● PROVIDED RECORDS:
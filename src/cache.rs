//! Batch cache verification against the debrid service.
//!
//! All hashes of a request are checked together, never one call per stream,
//! so the outbound call count stays bounded regardless of result size.

use std::collections::{BTreeSet, HashMap};
use std::sync::Arc;

use serde::{Deserialize, Serialize};
use tokio_util::sync::CancellationToken;
use tracing::{debug, warn};

use crate::debrid::{DebridError, DebridService};
use crate::stream::{ClassifiedStream, InfoHash, SourceKind};

/// What to do with streams the debrid service has not cached.
#[derive(Debug, Clone, Copy, Default, PartialEq, Eq, Serialize, Deserialize)]
#[serde(rename_all = "snake_case")]
pub enum CachePolicy {
    /// Drop torrent streams that are not confirmed cached.
    CachedOnly,
    /// Keep everything, tagging confirmed streams as cached.
    #[default]
    Exploratory,
}

/// Checks stream hashes against a [`DebridService`].
#[derive(Clone)]
pub struct CacheVerifier {
    debrid: Arc<dyn DebridService>,
}

impl CacheVerifier {
    pub fn new(debrid: Arc<dyn DebridService>) -> Self {
        Self { debrid }
    }

    /// Cached status for every hash. One call per request, split only when
    /// the service's batch limit would be exceeded.
    pub async fn batch_check(
        &self,
        hashes: &BTreeSet<InfoHash>,
        cancel: &CancellationToken,
    ) -> Result<HashMap<InfoHash, bool>, DebridError> {
        let hashes: Vec<InfoHash> = hashes.iter().cloned().collect();
        let mut status = HashMap::with_capacity(hashes.len());
        for chunk in hashes.chunks(self.debrid.max_batch().max(1)) {
            status.extend(self.debrid.batch_check_cached(chunk, cancel).await?);
        }
        Ok(status)
    }

    /// Filter or tag `streams` according to `policy` and a status map.
    ///
    /// Hashes missing from `cached` count as not cached. Direct-URL
    /// streams are already playable and always kept.
    pub fn apply(
        streams: Vec<ClassifiedStream>,
        cached: &HashMap<InfoHash, bool>,
        policy: CachePolicy,
    ) -> Vec<ClassifiedStream> {
        let is_cached = |s: &ClassifiedStream| {
            s.info_hash()
                .and_then(|h| cached.get(h).copied())
                .unwrap_or(false)
        };

        match policy {
            CachePolicy::CachedOnly => streams
                .into_iter()
                .filter(|s| s.stream.source_kind == SourceKind::DirectUrl || is_cached(s))
                .map(|mut s| {
                    if s.stream.source_kind == SourceKind::Torrent {
                        s.cached_hint = true;
                    }
                    s
                })
                .collect(),
            CachePolicy::Exploratory => streams
                .into_iter()
                .map(|mut s| {
                    s.cached_hint = s.cached_hint || is_cached(&s);
                    s
                })
                .collect(),
        }
    }

    /// Check and apply in one step.
    ///
    /// A failed check drops every torrent stream under
    /// [`CachePolicy::CachedOnly`] and passes streams through untouched
    /// under [`CachePolicy::Exploratory`].
    pub async fn verify(
        &self,
        streams: Vec<ClassifiedStream>,
        policy: CachePolicy,
        cancel: &CancellationToken,
    ) -> Vec<ClassifiedStream> {
        let hashes: BTreeSet<InfoHash> = streams
            .iter()
            .filter(|s| s.stream.source_kind == SourceKind::Torrent)
            .filter_map(|s| s.info_hash().cloned())
            .collect();
        if hashes.is_empty() {
            return streams;
        }

        match self.batch_check(&hashes, cancel).await {
            Ok(cached) => {
                debug!(
                    service = self.debrid.name(),
                    checked = hashes.len(),
                    cached = cached.values().filter(|c| **c).count(),
                    "Cache status resolved"
                );
                Self::apply(streams, &cached, policy)
            }
            Err(e) => {
                warn!(service = self.debrid.name(), error = %e, "Cache check failed");
                match policy {
                    CachePolicy::CachedOnly => Self::apply(streams, &HashMap::new(), policy),
                    CachePolicy::Exploratory => streams,
                }
            }
        }
    }
}

#[cfg(test)]
mod tests {
    use super::*;
    use crate::classify::classify_stream;
    use crate::stream::Stream;

    fn hash(c: char) -> InfoHash {
        InfoHash::parse(&c.to_string().repeat(40)).unwrap()
    }

    fn torrent(c: char) -> ClassifiedStream {
        classify_stream(Stream::torrent(hash(c), "p", "P", "t", "Movie.1080p"))
    }

    #[test]
    fn cached_only_keeps_confirmed() {
        let streams = vec![torrent('a'), torrent('b'), torrent('c')];
        let map = HashMap::from([(hash('a'), true), (hash('b'), false)]);
        let kept = CacheVerifier::apply(streams, &map, CachePolicy::CachedOnly);
        assert_eq!(kept.len(), 1);
        assert_eq!(kept[0].info_hash(), Some(&hash('a')));
        assert!(kept[0].cached_hint);
    }

    #[test]
    fn exploratory_tags_without_dropping() {
        let streams = vec![torrent('a'), torrent('b'), torrent('c')];
        let map = HashMap::from([(hash('a'), true), (hash('b'), false)]);
        let kept = CacheVerifier::apply(streams, &map, CachePolicy::Exploratory);
        let hints: Vec<bool> = kept.iter().map(|s| s.cached_hint).collect();
        assert_eq!(hints, [true, false, false]);
    }

    #[test]
    fn exploratory_keeps_existing_hint() {
        let mut stream = torrent('a');
        stream.cached_hint = true;
        let kept = CacheVerifier::apply(vec![stream], &HashMap::new(), CachePolicy::Exploratory);
        assert!(kept[0].cached_hint);
    }

    #[test]
    fn direct_urls_survive_cached_only() {
        let direct = classify_stream(Stream::direct("https://cdn/x.mkv", "p", "P", "t", "t"));
        let kept = CacheVerifier::apply(vec![direct], &HashMap::new(), CachePolicy::CachedOnly);
        assert_eq!(kept.len(), 1);
    }
}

● REQUIRED WORK: Go through the data and copy every line that includes "InfoHash".

● SOLUTION FOR THIS PROBLEM:
use crate::stream::{ClassifiedStream, InfoHash, SourceKind};
        hashes: &BTreeSet<InfoHash>,
    ) -> Result<HashMap<InfoHash, bool>, DebridError> {
        let hashes: Vec<InfoHash> = hashes.iter().cloned().collect();
        cached: &HashMap<InfoHash, bool>,
        let hashes: BTreeSet<InfoHash> = streams
    fn hash(c: char) -> InfoHash {
        InfoHash::parse(&c.to_string().repeat(40)).unwrap()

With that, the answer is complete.